The ethical question

     Most ethics questions today are answered with reference to the consequences of the action and the intention of the agent. See, for example, the recent debate on the sale of human organs. It all revolves around two points of view: the subjective ethical reference and the objective one, that is, the intention and the consequences of the action. If the intention is not wrong, and the consequences of the action are more beneficial than harmful, the act becomes permissible, advisable or even obligatory.

     By these standards, there is nothing wrong with the homosexual act. Indeed, people can engage in it with the purest intention of expressing their sincere love. There is apparently no harm caused to anyone since the act is consensual and private. It even seems as permissible or as praiseworthy as the heterosexual act, since both seem to proceed from similar intentions.

     Is this ethical examination sufficient? If that were the case, there would be no ethical or moral objections even to prostitution. However, this way of looking at the morality of human acts is myopic as it fails to see the totality of the human meaning of our actions.

     The morality of our acts is important, not just because of the impact they have on the world, but mainly because of what they do to our hearts and wills. This is not pious thinking, but common sense. Socrates believed that it was better to suffer injustice than to commit injustice. The church teaches that sins "poison human society, but they do more harm to those who practise them than those who suffer from the injury." (Vatican II, Gaudium et spes, n. 27 and Veritatis Splendor, n. 80). What matters primarily is the internal movement of the will even before the decisions have an impact in the external world, that is, before there are any consequences at all. This is not an idea that proceeds from any ethical system, but from the core of the message of Jesus of Nazareth himself: "For I tell you, if your virtue goes no deeper than that of the scribes and Pharisees, you will never get into the kingdom of heaven. `You have learnt...: You must not kill... But I say this to you; anyone who is angry with his brother will answer for it before the court... if a man looks at a woman lustfully, he has already committed adultery with her in his heart." (Matthew 5:20-28). It is ethically or morally wrong to will "something that is wrong in itself'.

     The church holds that "There are concrete acts that it is always wrong to choose, because their choice entails a disorder of the will, i.e., a moral evil. One may not do evil so that good may result from it." (CCC 1761). Acts like theft, murder, and rape are always wrong and may not be justified under any circumstances (cf. Gaudium et spes, n. 27). Only if we maintain this point can we say that all persons are equal under the standard of the moral law: "When it is a matter of the moral norms prohibiting intrinsic evil, there are no privileges or exceptions for anyone. It makes no difference whether one is the master of the world or the `poorest of the poor' on the face of the earth. Before the demands of morality we are all absolutely equal." (Veritatis Splendor, n. 96).
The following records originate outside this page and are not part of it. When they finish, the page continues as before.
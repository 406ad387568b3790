use rusqlite::types::Value;

use crate::driver::DriverError;
use crate::types::FieldValue;

/// Convert an engine value to a SQLite value for binding.
#[must_use]
pub fn to_sqlite_value(value: &FieldValue) -> Value {
    match value {
        FieldValue::Int(i) => Value::Integer(*i),
        FieldValue::Float(f) => Value::Real(*f),
        FieldValue::Text(s) => Value::Text(s.clone()),
        FieldValue::Bool(b) => Value::Integer(i64::from(*b)),
        FieldValue::Timestamp(dt) => {
            let formatted = dt.format("%F %T%.f").to_string();
            Value::Text(formatted)
        }
        FieldValue::Null => Value::Null,
        FieldValue::Json(jsval) => Value::Text(jsval.to_string()),
        FieldValue::Blob(bytes) => Value::Blob(bytes.clone()),
    }
}

/// Read one cell out of a result row.
pub fn extract_value(row: &rusqlite::Row<'_>, idx: usize) -> Result<FieldValue, DriverError> {
    match row.get_ref(idx) {
        Err(e) => Err(to_driver_error(&e)),
        Ok(rusqlite::types::ValueRef::Null) => Ok(FieldValue::Null),
        Ok(rusqlite::types::ValueRef::Integer(i)) => Ok(FieldValue::Int(i)),
        Ok(rusqlite::types::ValueRef::Real(f)) => Ok(FieldValue::Float(f)),
        Ok(rusqlite::types::ValueRef::Text(bytes)) => {
            let s = String::from_utf8_lossy(bytes).into_owned();
            Ok(FieldValue::Text(s))
        }
        Ok(rusqlite::types::ValueRef::Blob(b)) => Ok(FieldValue::Blob(b.to_vec())),
    }
}

/// Map a rusqlite error to the uniform driver error, keeping the extended
/// result code when one exists.
pub fn to_driver_error(err: &rusqlite::Error) -> DriverError {
    let code = match err {
        rusqlite::Error::SqliteFailure(inner, _) => inner.extended_code,
        _ => 1,
    };
    DriverError::new(code, err.to_string())
}

#[cfg(test)]
mod tests {
    use super::*;
    use chrono::NaiveDate;
    use serde_json::json;

    #[test]
    fn scalars_map_to_native_sqlite_types() {
        assert_eq!(to_sqlite_value(&FieldValue::Int(5)), Value::Integer(5));
        assert_eq!(to_sqlite_value(&FieldValue::Bool(true)), Value::Integer(1));
        assert_eq!(to_sqlite_value(&FieldValue::Null), Value::Null);
        assert_eq!(
            to_sqlite_value(&FieldValue::Text("x".into())),
            Value::Text("x".into())
        );
    }

    #[test]
    fn timestamps_and_json_bind_as_text() {
        let dt = NaiveDate::from_ymd_opt(2024, 3, 1)
            .unwrap()
            .and_hms_opt(10, 30, 0)
            .unwrap();
        assert_eq!(
            to_sqlite_value(&FieldValue::Timestamp(dt)),
            Value::Text("2024-03-01 10:30:00".into())
        );
        assert_eq!(
            to_sqlite_value(&FieldValue::Json(json!({"k": 1}))),
            Value::Text("{\"k\":1}".into())
        );
    }
}
use std::collections::VecDeque;

use rusqlite::{Connection as RusqliteConnection, Statement};

use super::params::{extract_value, to_driver_error, to_sqlite_value};
use crate::driver::{DriverError, StatementHandle};
use crate::types::FieldValue;

/// One prepared SQLite statement.
///
/// Statements with result columns run to completion inside `execute` and
/// buffer their rows, which keeps the fetch surface cursor-shaped without
/// holding a rusqlite `Rows` borrow across trait calls. Mutating statements
/// go through the raw execute path and record their counters.
pub struct SqliteStatement<'conn> {
    stmt: Statement<'conn>,
    conn: &'conn RusqliteConnection,
    buffered: VecDeque<Vec<FieldValue>>,
    affected: u64,
    insert_id: u64,
}

impl<'conn> SqliteStatement<'conn> {
    pub(crate) fn new(stmt: Statement<'conn>, conn: &'conn RusqliteConnection) -> Self {
        Self {
            stmt,
            conn,
            buffered: VecDeque::new(),
            affected: 0,
            insert_id: 0,
        }
    }
}

impl StatementHandle for SqliteStatement<'_> {
    fn expected_param_count(&self) -> usize {
        self.stmt.parameter_count()
    }

    fn bind(&mut self, values: &[FieldValue]) -> Result<(), DriverError> {
        for (i, value) in values.iter().enumerate() {
            self.stmt
                .raw_bind_parameter(i + 1, to_sqlite_value(value))
                .map_err(|e| to_driver_error(&e))?;
        }
        Ok(())
    }

    fn execute(&mut self) -> Result<(), DriverError> {
        self.buffered.clear();
        let column_count = self.stmt.column_count();
        if column_count > 0 {
            let Self { stmt, buffered, .. } = self;
            let mut rows = stmt.raw_query();
            while let Some(row) = rows.next().map_err(|e| to_driver_error(&e))? {
                let mut values = Vec::with_capacity(column_count);
                for idx in 0..column_count {
                    values.push(extract_value(row, idx)?);
                }
                buffered.push_back(values);
            }
        } else {
            let changed = self.stmt.raw_execute().map_err(|e| to_driver_error(&e))?;
            self.affected = changed as u64;
            self.insert_id = u64::try_from(self.conn.last_insert_rowid()).unwrap_or(0);
        }
        Ok(())
    }

    fn affected_rows(&self) -> u64 {
        self.affected
    }

    fn last_insert_id(&self) -> u64 {
        self.insert_id
    }

    fn describe_columns(&self) -> Result<Vec<String>, DriverError> {
        Ok(self
            .stmt
            .column_names()
            .iter()
            .map(|s| (*s).to_string())
            .collect())
    }

    fn fetch_next(&mut self) -> Result<Option<Vec<FieldValue>>, DriverError> {
        Ok(self.buffered.pop_front())
    }

    fn close(self) -> Result<(), DriverError> {
        let Self { stmt, .. } = self;
        stmt.finalize().map_err(|e| to_driver_error(&e))
    }
}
     We have so far concluded that moral actions must be firstly examined objectively, independent of the person who commits them---and that some acts are wrong because they harm the person who commits them by the mere fact that he chose to do something that is wrong in itself. If we apply this to the homosexual act, it means that the church views homosexual acts as wrong in themselves, and therefore to be avoided by all, no matter what their sexual attraction.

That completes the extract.